Dry Oaks

Oak in Fish Tank: Curing Process, Pros, Cons

Oak is a fairly common tree in the northern hemisphere. Its gnarly twists and hardiness make many budding aquarists wonder how well it would sit in their fish tanks.

Oaks are among the hardest trees in the world (not in the Top 10 but ranking fairly highly all the same) and that’s important if you consider adding a DYI piece of driftwood to your tank.

So, is it OK to put oak in a fish tank?

Given the proper treatment, oak branches make excellent driftwood decorations. Indeed, they are picturesque additions that provide a strong natural look and a handful of water chemistry benefits.

But before placing any wood you found in the forest in the aquarium, you must cure it properly.

To ensure the safety of your fish, you must follow these steps:

  1. Scrub the piece of oak clean of bark and other visible debris
  2. Disinfect it, preferably by boiling
  3. Soak it in water for 1-4 weeks

Let’s discuss in detail how to prepare the oak, what benefits it brings, and some minor drawbacks it adds.

How to Prepare Oak for an Aquarium

Preparing oak for a fish tank is a fairly straightforward process that requires a bit of manual labor and some patience.

But first, you must examine the piece of oak that had drawn your attention. Make sure that is not rotting, as an already rotting driftwood would dissolve quickly in the tank, making everything messy.

If the oak piece that had piqued your fancy passes this preliminary examination, you can start curing it for your fish tank in earnest.

1. Mechanical Cleaning — Scrub the Oak Clean

Before commencing a proper wood cleaning operation, examine the piece of oak carefully for any overly sharp edges or protruding splinters. If there are any, remove them carefully with sandpaper. The future driftwood must be smooth and safe for both fish and fishkeeper and sharp edges and spikes are dangerous. They can tear fish bodies and fins and are nasty, unwanted intruders into any finger.

Once the wood is safe to work with, start clearing it off in earnest. Remove any bark, mold, and other organics. Technically, you could keep the bark, but it is likely to get loose in the curing process or after you’ve placed it in the tank.

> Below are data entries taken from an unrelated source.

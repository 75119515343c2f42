use std::ops::ControlFlow;
use std::sync::Arc;
use std::time::Duration;

use tokio::sync::{mpsc, oneshot, watch};
use tokio::time::{self, Instant, MissedTickBehavior};
use tokio_util::sync::CancellationToken;
use tracing::{debug, info, warn};

use pushshare_core::metrics;
use pushshare_core::models::{BusMessage, ConnectionId, Envelope, InstanceId, ProcessId, RelayFrame, TopicId};

use super::{ConnectionStatus, PubSubConfig, Status};
use crate::bus::{BusReceiver, LocalBus};
use crate::error::{Error, Result};
use crate::handler::PubSubHandler;
use crate::membership::{Membership, Outcome, RoleChange};
use crate::registration::{InstanceRegistry, Registration};
use crate::relay::{RelayState, StreamConnector, StreamEvent, StreamEventKind, StreamRelay};
use crate::topics::{TopicHooks, TopicRegistry, TopicSnapshot};

/// Requests from the [`super::PubSub`] handle
pub(crate) enum Command {
    Open,
    Close(oneshot::Sender<()>),
    SetTopicHooks(TopicId, TopicHooks, oneshot::Sender<bool>),
    Topics(oneshot::Sender<Vec<TopicSnapshot>>),
}

/// Completions posted back by tasks the worker spawned
#[derive(Debug)]
enum Internal {
    OpenPoll {
        attempt: u64,
    },
    Registered {
        attempt: u64,
        as_leader: bool,
        previous: Option<InstanceId>,
        result: Result<Registration>,
    },
    ConnectionChanged {
        attempt: u64,
        instance_id: InstanceId,
        connection_id: ConnectionId,
        result: Result<()>,
    },
    RetryDue {
        tenure: u64,
    },
}

/// Whether a follower's frames are being applied
#[derive(Debug, Clone, Copy, PartialEq, Eq)]
enum Attachment {
    Detached,
    /// `change_connection` in flight
    Changing,
    Attached,
}

/// Receiving ends of the worker's internal channels
pub(crate) struct Inbox {
    internal: mpsc::UnboundedReceiver<Internal>,
    stream: mpsc::UnboundedReceiver<StreamEvent>,
}

/// Single-consumer event loop owning all per-process state
pub(crate) struct Worker {
    me: ProcessId,
    config: PubSubConfig,
    bus: Arc<dyn LocalBus>,
    registry: Arc<dyn InstanceRegistry>,
    membership: Membership,
    topics: TopicRegistry,
    relay: StreamRelay,
    handler: Box<dyn PubSubHandler>,
    connection: ConnectionStatus,
    open_requested: bool,
    /// Bumped on every fresh connection attempt; completions carrying an
    /// older value are stale
    attempt: u64,
    attachment: Attachment,
    /// A failed `change_connection` already fell back to re-registration
    drift_reregistered: bool,
    internal_tx: mpsc::UnboundedSender<Internal>,
    stream_tx: mpsc::UnboundedSender<StreamEvent>,
    status_tx: watch::Sender<Status>,
}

Use sandpaper or a hard brush to clean it well. Take your time and don’t be shy if inspiration hits and you want to sculpt something onto the tree.

If the oak piece has holes, hollows, nooks, and crannies that are hard to reach, use a hard toothbrush. Alternatively, wrap a bit of sandpaper on a metal rod or a pen and go in. Scrub as much as you can.

Don’t use bleach as it may be absorbed by the wood and poison your fish. That’s highly unlikely if you follow my process until the end but better be safe than sorry. 

The next step of the process will take care of anything you might have missed with the mechanical cleaning.

2. Disinfect the Oak

Disinfecting any piece of wood found outdoors is essential to keep your fish safe. Depending on the method used, it may speed up the curing process too.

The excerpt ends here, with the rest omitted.